1. Is this request related to a challenge you're experiencing? Tell me about your story.

During an ethics-reviewed measurement of self-hosted LLM deployments (multi-platform), we noticed that some Dify setups expose their database service to the Internet and keep weak/default credentials. In testbed validation, this combination can escalate to severe impact.
We are not sharing exploitation details here and have a private write-up ready for the maintainers via GHSA/security contact.

2. Additional context or comments

To reduce admin mistakes and improve out-of-the-box security, we suggest:

• Production instances remove host-level DB port mapping; prefer network-local access only.
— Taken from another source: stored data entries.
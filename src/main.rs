use anyhow::{Context, Result};
use clap::Parser;
use listing_normalizer::db::{init_db, load_issued_slugs, save_properties, Database};
use listing_normalizer::linear::read_listings;
use listing_normalizer::logging::configure_logging;
use listing_normalizer::{map_parallel, Locale, SlugRegistry};
use std::fs::File;
use std::io::{self, BufWriter, Write};
use std::path::PathBuf;
use tracing::info;

#[derive(Parser, Debug)]
#[command(author, version, about = "Normalize Linear listing payloads", long_about = None)]
struct Args {
    /// JSON file with an array of listings or a `{ "data": [...] }` envelope
    #[arg(short, long, env = "LISTINGS_INPUT")]
    input: PathBuf,

    /// Output locale (fi, sv or en)
    #[arg(short, long, env = "LISTINGS_LOCALE", default_value = "fi")]
    locale: Locale,

    /// Write the normalized JSON here instead of stdout
    #[arg(short, long)]
    output: Option<PathBuf>,

    /// SQLite snapshot store; also keeps slugs stable between runs
    #[arg(long, env = "LISTINGS_DB")]
    db: Option<String>,

    /// Mapping threads
    #[arg(short, long, default_value_t = 1)]
    workers: usize,

    /// Log directives, used when RUST_LOG is unset
    #[arg(long)]
    log: Option<String>,
}

fn main() -> Result<()> {
    let args = Args::parse();
    configure_logging(args.log.as_deref());

    let listings = read_listings(&args.input)
        .with_context(|| format!("failed to read listings from {}", args.input.display()))?;

    let db = args.db.as_deref().map(Database::new);
    let registry = match &db {
        Some(db) => {
            init_db(db).context("failed to initialize snapshot store")?;
            SlugRegistry::from_issued(load_issued_slugs(db)?)
        }
        None => SlugRegistry::new(),
    };

    let (properties, registry) = map_parallel(&listings, args.locale, args.workers, registry);
    info!(
        "Mapped {} listings ({} slugs issued)",
        properties.len(),
        registry.len()
    );

    if let Some(db) = &db {
        save_properties(db, args.locale, &listings, &properties)
            .context("failed to save properties")?;
    }

    match &args.output {
        Some(path) => {
            let file = File::create(path)
                .with_context(|| format!("failed to create {}", path.display()))?;
            let mut writer = BufWriter::new(file);
            serde_json::to_writer_pretty(&mut writer, &properties)?;
            writer.flush()?;
        }
        None => {
            let stdout = io::stdout();
            let mut writer = BufWriter::new(stdout.lock());
            serde_json::to_writer_pretty(&mut writer, &properties)?;
            writeln!(writer)?;
        }
    }

    Ok(())
}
• First-run must generate strong random secrets and refuse to start when defaults are detected.

• Use least-privilege DB role for the app; superuser reserved for offline admin.

• Add startup guardrails (blocking banner or health check) when DB is world-reachable or weak creds are detected.

• Provide a “Production Hardening” doc covering DB exposure, secret rotation, HTTPS, RBAC, and reverse-proxy/VPN patterns.

We’re happy to coordinate privately (GHSA) and retest fixes on our lab setup.

3. Can you help us with this feature?

• I am interested in contributing to this feature.